14:33:46FromDiscord<Yardanico> any reason why?
14:34:21arkanoidno, just out of personal interest
14:44:55arkanoidYardanico: found this https://github.com/nim-lang/Nim/issues/16620
14:45:09FromDiscord<Yardanico> yeah, i know that term-rewriting macros have a lot of issues
14:45:13FromDiscord<Yardanico> they might be even removed in the future
14:45:25FromDiscord<gogolxdong (liuxiaodong)> what's the way of doing static linking?
14:45:29arkanoidI'm unwrapping strenc into manual mode
14:46:05arkanoid--passL:"-static" in your project.nims
14:46:31arkanoidthere are multiple ways actually
14:48:14FromDiscord<gogolxdong (liuxiaodong)> like link against libmariadb.dll?
14:50:07FromDiscord<gogolxdong (liuxiaodong)> tried , but didn't link together
14:56:20FromDiscord<Zoom> Hey guys, any patterns you use for `--dry-run` or other options which are frequently-checked but permanent for all the running time of your program?↵I move the whole main loop into an `Impl` template with a bool parameter and instantiate a proc based on the user settings.
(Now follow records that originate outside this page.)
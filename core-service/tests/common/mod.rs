//! Shared fakes for core-service integration tests.

#![allow(dead_code)]

use async_trait::async_trait;
use bridge_traits::error::Result as BridgeResult;
use bridge_traits::{
    BridgeError, ByteStream, EventSink, HttpClient, HttpRequest, HttpResponseStream,
    HttpSettings, ImageLoader,
};
use bytes::Bytes;
use core_playback::{
    EngineFactory, EngineListener, MediaSource, OutputKind, PlayerBinding, RepeatMode, Result,
    VideoEngine, VideoOutput, VideoSurface,
};
use core_runtime::config::{EngineSettings, PlayerConfig};
use core_service::CoverArtDisplay;
use parking_lot::Mutex;
use serde_json::Value;
use std::collections::HashMap;
use std::sync::atomic::{AtomicUsize, Ordering};
use std::sync::Arc;
use tempfile::TempDir;
use tokio::sync::Semaphore;

// ============================================================================
// Origin
// ============================================================================

pub fn pattern(len: usize) -> Bytes {
    (0..len).map(|i| (i % 251) as u8).collect::<Vec<u8>>().into()
}

/// Ranged origin keyed by URL without its query.
#[derive(Default)]
pub struct FakeOrigin {
    resources: Mutex<HashMap<String, Bytes>>,
    settings: HttpSettings,
    requests: AtomicUsize,
}

impl FakeOrigin {
    pub fn with_resource(self, url: &str, body: Bytes) -> Self {
        self.resources.lock().insert(url.to_string(), body);
        self
    }

    pub fn request_count(&self) -> usize {
        self.requests.load(Ordering::SeqCst)
    }
}

#[async_trait]
impl HttpClient for FakeOrigin {
    async fn open(&self, request: HttpRequest) -> BridgeResult<HttpResponseStream> {
        self.requests.fetch_add(1, Ordering::SeqCst);
        let path = request.url.split('?').next().unwrap_or_default().to_string();
        let Some(body) = self.resources.lock().get(&path).cloned() else {
            return Err(BridgeError::OperationFailed(format!("no route to {}", path)));
        };

        let total = body.len() as u64;
        let (start, length) = request
            .range
            .map(|r| (r.start, r.length))
            .unwrap_or((0, None));
        let end = length.map_or(total, |len| (start + len).min(total));
        let slice = body.slice(start.min(total) as usize..end as usize);

        let mut headers = HashMap::new();
        headers.insert(
            "Content-Range".to_string(),
            format!("bytes {}-{}/{}", start, end.saturating_sub(1), total),
        );
        let stream: ByteStream = Box::pin(futures::stream::iter(vec![Ok::<Bytes, BridgeError>(
            slice.clone(),
        )]));
        Ok(HttpResponseStream {
            status: 206,
            headers,
            content_length: Some(slice.len() as u64),
            body: stream,
        })
    }

    fn settings(&self) -> &HttpSettings {
        &self.settings
    }
}

pub fn player_config(dir: &TempDir, origin: Arc<FakeOrigin>) -> PlayerConfig {
    PlayerConfig::builder()
        .cache_root(dir.path())
        .http_client(origin)
        .prefetch_default_bytes(4_096)
        .build()
        .unwrap()
}

// ============================================================================
// Engine
// ============================================================================

/// Engines built by one [`FakeEngineFactory`] report here.
#[derive(Default)]
pub struct EngineLog {
    pub calls: Mutex<Vec<String>>,
    pub listener: Mutex<Option<Arc<dyn EngineListener>>>,
    pub builds: AtomicUsize,
}

impl EngineLog {
    pub fn calls(&self) -> Vec<String> {
        self.calls.lock().clone()
    }

    pub fn listener(&self) -> Arc<dyn EngineListener> {
        self.listener.lock().clone().expect("engine listener registered")
    }

    fn push(&self, call: impl Into<String>) {
        self.calls.lock().push(call.into());
    }
}

#[derive(Default)]
pub struct FakeEngineFactory {
    pub log: Arc<EngineLog>,
}

impl EngineFactory for FakeEngineFactory {
    fn create_engine(&self, _settings: &EngineSettings) -> Box<dyn VideoEngine> {
        self.log.builds.fetch_add(1, Ordering::SeqCst);
        Box::new(FakeEngine {
            log: Arc::clone(&self.log),
        })
    }
}

struct FakeEngine {
    log: Arc<EngineLog>,
}

impl VideoEngine for FakeEngine {
    fn set_media_source(&mut self, source: MediaSource) {
        self.log.push(format!("source {}", source.item.uri));
    }

    fn set_repeat_mode(&mut self, mode: RepeatMode) {
        self.log.push(format!("repeat {:?}", mode));
    }

    fn prepare(&mut self) {
        self.log.push("prepare");
    }

    fn set_play_when_ready(&mut self, play_when_ready: bool) {
        self.log.push(format!("play_when_ready {}", play_when_ready));
    }

    fn seek_to(&mut self, position_ms: u64) {
        self.log.push(format!("seek {}", position_ms));
    }

    fn set_volume(&mut self, volume: f32) {
        self.log.push(format!("volume {}", volume));
    }

    fn set_video_output(&mut self, output: VideoOutput) -> Result<()> {
        self.log.push(format!("output {}", output.surface_id));
        Ok(())
    }

    fn clear_video_output(&mut self) -> Result<()> {
        self.log.push("clear_output");
        Ok(())
    }

    fn set_listener(&mut self, listener: Arc<dyn EngineListener>) {
        *self.log.listener.lock() = Some(listener);
    }

    fn release(&mut self) {
        self.log.push("release");
    }
}

// ============================================================================
// Surface and cover
// ============================================================================

#[derive(Default)]
pub struct FakeSurface {
    binding: Mutex<Option<PlayerBinding>>,
}

impl FakeSurface {
    pub fn is_bound(&self) -> bool {
        self.binding.lock().is_some()
    }
}

impl VideoSurface for FakeSurface {
    fn surface_id(&self) -> String {
        "texture-1".to_string()
    }

    fn texture_output(&self) -> Result<VideoOutput> {
        Ok(VideoOutput {
            surface_id: self.surface_id(),
            kind: OutputKind::Texture,
            handle: 42,
        })
    }

    fn bind_player(&self, binding: Option<PlayerBinding>) {
        *self.binding.lock() = binding;
    }
}

#[derive(Debug, Clone, PartialEq)]
pub enum CoverOp {
    Placeholder,
    Artwork(Bytes),
    Show,
    Hide,
}

#[derive(Default)]
pub struct RecordingCover {
    ops: Mutex<Vec<CoverOp>>,
}

impl RecordingCover {
    pub fn ops(&self) -> Vec<CoverOp> {
        self.ops.lock().clone()
    }

    pub fn artwork_count(&self) -> usize {
        self.ops
            .lock()
            .iter()
            .filter(|op| matches!(op, CoverOp::Artwork(_)))
            .count()
    }
}

impl CoverArtDisplay for RecordingCover {
    fn show_placeholder(&self) {
        self.ops.lock().push(CoverOp::Placeholder);
    }

    fn set_artwork(&self, image: Bytes) {
        self.ops.lock().push(CoverOp::Artwork(image));
    }

    fn show(&self) {
        self.ops.lock().push(CoverOp::Show);
    }

    fn hide(&self) {
        self.ops.lock().push(CoverOp::Hide);
    }
}

/// Image loader that holds every load until [`release`](Self::release).
pub struct GatedImageLoader {
    gate: Semaphore,
    loads: AtomicUsize,
}

impl Default for GatedImageLoader {
    fn default() -> Self {
        Self {
            gate: Semaphore::new(0),
            loads: AtomicUsize::new(0),
        }
    }
}

impl GatedImageLoader {
    pub fn release(&self) {
        self.gate.add_permits(Semaphore::MAX_PERMITS / 2);
    }

    pub fn load_count(&self) -> usize {
        self.loads.load(Ordering::SeqCst)
    }
}

#[async_trait]
impl ImageLoader for GatedImageLoader {
    async fn load(&self, url: &str) -> BridgeResult<Bytes> {
        self.loads.fetch_add(1, Ordering::SeqCst);
        let permit = self
            .gate
            .acquire()
            .await
            .map_err(|e| BridgeError::OperationFailed(e.to_string()))?;
        permit.forget();
        Ok(Bytes::from(url.to_string()))
    }
}

/// Event sink remembering `(channel, event)` pairs.
#[derive(Default)]
pub struct RecordingSink {
    events: Mutex<Vec<(String, String)>>,
}

impl RecordingSink {
    pub fn events(&self) -> Vec<(String, String)> {
        self.events.lock().clone()
    }
}

impl EventSink for RecordingSink {
    fn emit(&self, channel: &str, event: &str, _payload: Value) -> BridgeResult<()> {
        self.events
            .lock()
            .push((channel.to_string(), event.to_string()));
        Ok(())
    }
}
Is there a reason I should not do it? I understand the implications of having multiple such options in a template, of course \:D
14:59:16FromDiscord<Yardanico> In reply to @Zoom "Hey guys, any patterns": not sure I understood your question, but can't you just parse user configuration into some object initially, and then just pass that object around?
14:59:21FromDiscord<Yardanico> it'll be pretty efficient and easy to use
15:01:24arkanoidYardanico: I've converted the term rewriting macro into a simple macro and I'm encrypting the result of a staticRead. I'm compiling with --d:release and --passL:-s, but "stings mylib.so | grep contents" results in perfectly readable stuff
15:01:57FromDiscord<Yardanico> how exactly are you doing it?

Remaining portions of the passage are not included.